A panel of experts advising the Food and Drug Administration voted overwhelmingly Thursday that a new blood test to screen for colon and rectal cancers is safe and effective and that its benefits outweigh its risks.
But the group warned that the blood test has limitations and added that they are supporting it with the hope that it will increase the abysmally low number of people who are routinely screened for this cancer.
The FDA typically follows the advice of its expert committees.
In the United States, about 150,000 people are diagnosed with colon and rectal cancers each year, and about 53,000 are expected to die this year. Most people screened for the disease receive a colonoscopy or stool test. The FDA approved these methods long ago, and research has shown they are more accurate than the new blood test, Shield, made by Guardant Health of Palo Alto, California.

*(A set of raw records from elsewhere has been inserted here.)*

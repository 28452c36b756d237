//! Crawler coordinator - main crawl orchestration logic
//!
//! This module contains the crawl loop. A [`CrawlSession`] owns everything a
//! single crawl needs (frontier, results, fetcher) and is consumed by
//! [`CrawlSession::run`], so nothing outlives one invocation.
//!
//! The loop is strictly sequential: one fetch in flight, frontier changes
//! only between fetches, FIFO breadth-first over discovery order.

use crate::crawler::fetcher::Fetcher;
use crate::crawler::frontier::Frontier;
use crate::crawler::links::discover_links;
use crate::crawler::results::{Classification, PageRecord, ResultSet};
use crate::extract::{extract_title, DateExtractor};
use crate::page::HtmlPage;
use crate::url::{canonicalize_url, CanonicalUrl};
use crate::CrawlError;
use std::time::Instant;

/// Lifecycle of a crawl session
#[derive(Debug, Clone, Copy, PartialEq, Eq)]
pub enum CrawlState {
    /// Seeded and fetching
    Running,
    /// Frontier exhausted, results final
    Done,
}

/// One crawl invocation
pub struct CrawlSession<F> {
    fetcher: F,
    allowed_domain: String,
    frontier: Frontier,
    results: ResultSet,
    extractor: DateExtractor,
    state: CrawlState,
}

impl<F: Fetcher> CrawlSession<F> {
    /// Creates a seeded session
    ///
    /// # Arguments
    ///
    /// * `fetcher` - Where page content comes from
    /// * `allowed_domain` - The only host discovered links may point to
    /// * `seeds` - Canonical seed URLs, in crawl order
    ///
    /// # Returns
    ///
    /// * `Ok(CrawlSession)` - Session in the `Running` state
    /// * `Err(CrawlError::MissingSeeds)` - No seeds were given; nothing is fetched
    pub fn new(
        fetcher: F,
        allowed_domain: impl Into<String>,
        seeds: Vec<CanonicalUrl>,
    ) -> Result<Self, CrawlError> {
        if seeds.is_empty() {
            return Err(CrawlError::MissingSeeds(
                "no valid seed URLs were supplied".to_string(),
            ));
        }

        let mut frontier = Frontier::new();
        frontier.seed(seeds);

        Ok(Self {
            fetcher,
            allowed_domain: allowed_domain.into().to_lowercase(),
            frontier,
            results: ResultSet::new(),
            extractor: DateExtractor::default(),
            state: CrawlState::Running,
        })
    }

    /// Current lifecycle state
    pub fn state(&self) -> CrawlState {
        self.state
    }

    /// The frontier as it currently stands
    pub fn frontier(&self) -> &Frontier {
        &self.frontier
    }

    /// Runs the crawl until the frontier is exhausted
    ///
    /// Fetch failures are logged and skipped; they never abort the crawl.
    pub async fn run(mut self) -> Result<ResultSet, CrawlError> {
        tracing::info!(
            "Starting crawl of {} with {} seed URLs",
            self.allowed_domain,
            self.frontier.seed_count()
        );

        let start_time = Instant::now();
        let mut pages_fetched = 0usize;

        while self.state == CrawlState::Running {
            let Some(url) = self.frontier.dequeue() else {
                tracing::info!("Frontier is empty, crawl complete");
                self.state = CrawlState::Done;
                break;
            };

            tracing::debug!("Processing URL: {}", url);

            let raw = match self.fetcher.fetch(&url).await {
                Ok(raw) => raw,
                Err(failure) => {
                    tracing::warn!("Failed to fetch {}: {}", url, failure);
                    continue;
                }
            };

            if raw.final_url != url.as_str() {
                tracing::debug!("{} redirected to {}", url, raw.final_url);
            }
            tracing::trace!("Fetched {} ({})", url, raw.status_code);

            self.process_page(url, &raw.body);
            pages_fetched += 1;

            // Progress reporting every 10 pages
            if pages_fetched % 10 == 0 {
                tracing::info!(
                    "Progress: {} pages fetched, {} in frontier, {:.2} pages/sec",
                    pages_fetched,
                    self.frontier.pending(),
                    pages_fetched as f64 / start_time.elapsed().as_secs_f64()
                );
            }
        }

        tracing::info!(
            "Crawl completed: {} records ({} seed, {} discovered) from {} URLs in {:?}",
            self.results.len(),
            self.results.seed_results().len(),
            self.results.discovered_results().len(),
            self.frontier.visited_count(),
            start_time.elapsed()
        );

        Ok(self.results)
    }

    /// Extracts a record and follow-up links from one fetched page
    fn process_page(&mut self, url: CanonicalUrl, body: &str) {
        let page = HtmlPage::parse(url.clone(), body);

        let title = extract_title(&page);
        let last_updated = self.extractor.extract(&page).value;
        let links = discover_links(&page, &url, &self.allowed_domain);

        let classification = if self.frontier.is_seed(&url) {
            Classification::Seed
        } else {
            Classification::Discovered
        };

        self.results
            .push(PageRecord::new(title, url.clone(), last_updated), classification);

        let mut added = 0;
        for link in links {
            match canonicalize_url(&link) {
                Some(canonical) => {
                    if self.frontier.is_visited(&canonical) {
                        tracing::trace!("Already fetched {}", canonical);
                    } else if self.frontier.enqueue_if_new(canonical) {
                        added += 1;
                    }
                }
                None => tracing::debug!("Dropping link that does not canonicalize: {}", link),
            }
        }

        tracing::debug!("{} new links queued from {}", added, url);
    }
}
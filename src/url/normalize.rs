use crate::UrlError;
use std::fmt;
use url::Url;

/// A URL in canonical form
///
/// Two raw URLs that canonicalize to the same `CanonicalUrl` refer to the same
/// page. Equality and hashing go through the canonical string, so this type is
/// the only thing the crawler ever compares URLs by.
#[derive(Debug, Clone, PartialEq, Eq, Hash, PartialOrd, Ord)]
pub struct CanonicalUrl(Url);

impl CanonicalUrl {
    /// Returns the canonical string form
    pub fn as_str(&self) -> &str {
        self.0.as_str()
    }

    /// Returns the underlying parsed URL
    pub fn as_url(&self) -> &Url {
        &self.0
    }

    /// Returns the host of this URL
    pub fn host_str(&self) -> Option<&str> {
        self.0.host_str()
    }

    /// Resolves a possibly relative reference against this URL
    ///
    /// The result is not canonicalized.
    pub fn join(&self, reference: &str) -> Option<Url> {
        self.0.join(reference).ok()
    }
}

impl fmt::Display for CanonicalUrl {
    fn fmt(&self, f: &mut fmt::Formatter<'_>) -> fmt::Result {
        f.write_str(self.0.as_str())
    }
}

impl AsRef<str> for CanonicalUrl {
    fn as_ref(&self) -> &str {
        self.as_str()
    }
}

/// Canonicalizes a URL string, reporting why it was rejected
///
/// # Normalization Steps
///
/// 1. Resolve `raw` against `base` when a base is given, otherwise parse it
///    as an absolute URL
/// 2. Reject anything that is not `http`/`https` or has no host
/// 3. Remove the fragment (everything after #)
/// 4. Remove trailing slashes from the path, except for the root `/`
///
/// The query string is kept as-is. Host and path are otherwise left alone
/// (the `url` crate already lowercases hosts of special schemes).
///
/// # Examples
///
/// ```
/// use docs_survey::url::try_canonicalize;
///
/// let url = try_canonicalize("https://example.com/docs/page/#intro", None).unwrap();
/// assert_eq!(url.as_str(), "https://example.com/docs/page");
/// ```
pub fn try_canonicalize(
    raw: &str,
    base: Option<&CanonicalUrl>,
) -> Result<CanonicalUrl, UrlError> {
    let raw = raw.trim();

    let mut url = match base {
        Some(base) => base.0.join(raw),
        None => Url::parse(raw),
    }
    .map_err(|e| UrlError::Parse(e.to_string()))?;

    if url.scheme() != "http" && url.scheme() != "https" {
        return Err(UrlError::InvalidScheme(url.scheme().to_string()));
    }

    if url.host_str().map_or(true, str::is_empty) {
        return Err(UrlError::MissingHost);
    }

    url.set_fragment(None);

    let path = url.path();
    if path.len() > 1 && path.ends_with('/') {
        let trimmed = path.trim_end_matches('/');
        let trimmed = if trimmed.is_empty() { "/" } else { trimmed }.to_string();
        url.set_path(&trimmed);
    }

    Ok(CanonicalUrl(url))
}

/// Canonicalizes a URL string
///
/// Returns `None` when the result is not a well-formed absolute `http(s)` URL.
/// This never fails loudly; invalid URLs are meant to be dropped quietly.
///
/// # Examples
///
/// ```
/// use docs_survey::canonicalize;
///
/// let page = canonicalize("https://x.com/a/", None).unwrap();
/// assert_eq!(page.as_str(), "https://x.com/a");
///
/// let root = canonicalize("https://x.com/", None).unwrap();
/// assert_eq!(root.as_str(), "https://x.com/");
/// assert!(canonicalize("not a url", None).is_none());
/// ```
pub fn canonicalize(raw: &str, base: Option<&CanonicalUrl>) -> Option<CanonicalUrl> {
    try_canonicalize(raw, base).ok()
}

/// Canonicalizes an already parsed URL
pub fn canonicalize_url(url: &Url) -> Option<CanonicalUrl> {
    canonicalize(url.as_str(), None)
}
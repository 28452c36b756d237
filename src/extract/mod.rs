//! Metadata extraction for crawled pages
//!
//! This module turns a [`ParsedPage`](crate::page::ParsedPage) into the two
//! values the report needs:
//! - the page title, from an ordered list of heading sources
//! - the "last updated" date, from an ordered chain of date strategies

mod date;
mod title;

pub use date::{
    extract_last_updated, extract_last_updated_with_source, DateExtractor, DateSource,
    DateStrategy, ExtractedDate, LastUpdatedLabel, LooseText, TimestampAttribute, TimestampText,
    UNKNOWN_DATE,
};
pub use title::extract_title;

But for people with an average risk of disease, a blood test would offer convenience: no need for difficult preparations, fasting or anesthesia as in the case of colonoscopy, no negative factors of a self-administered fecal test. However, it must be followed by a colonoscopy if tumors or precancerous tumors are detected.
The biggest problem with blood tests is that, unlike colonoscopies, they do not detect most precancerous growths on the colon that, if detected and removed, would prevent a person from developing cancer. This, said Dr. Stephen M. Hewitt, a member of the National Cancer Institute board, “really undermines the concept of cancer prevention.”
The test, said Charity J. Morgan, a committee member and professor of biostatistics at the University of Alabama at Birmingham, “is better than nothing for patients who get nothing, but it's no better than a colonoscopy.”
And there are many people who get nothing.
The FDA noted that one-third of people who should be screened for colorectal cancer are not being screened, and more than 75 percent of those who died were not up-to-date with screening.
If the agency approves the Guardant Health test, the hope is that it could dramatically change the discouraging colon cancer statistics by offering average-risk patients who refuse colonoscopy a convenient option to get screened.
Colon cancer is one of the few cancers that can actually be prevented with screening. This is because the disease begins slowly as a polyp, a small, harmless growth on the wall of the colon. Most polyps never cause any problems, but some eventually turn into cancer. If they are detected and eliminated, cancer is avoided.
Even if you don't see a polyp and cancer develops, it can usually be treated effectively if it is found before it spreads. The five-year survival rate for early-stage colorectal cancer is 91%, compared to 14% if the cancer has metastasized.
The Guardant test detected 83% of colorectal cancers but only 13% of dangerous polyps.
Colonoscopies detect 95% of dangerous polyps, and the most advanced fecal test detects 42%. The Guardant test is less accurate because its task is very difficult. It must find tiny fragments of DNA from dead cells in the colon that end up in the blood.
The company claims that because its blood tests can be performed easily and frequently, there is a greater chance that dangerous polyps will eventually be found in the years it takes for them to turn into tumors. This, however, has yet to be proven.
And the committee considered a lingering question: Is the risk that the blood test won't detect a dangerous polyp balanced by the likelihood that it could dramatically increase the number of people screened?
For some committee members the answer is clearly yes. Any screening is better than none.
“The important thing is to screen more people in some way,” said Dr. Alexander D. Borowsky, a professor in the department of pathology and laboratory medicine at the UC Davis School of Medicine.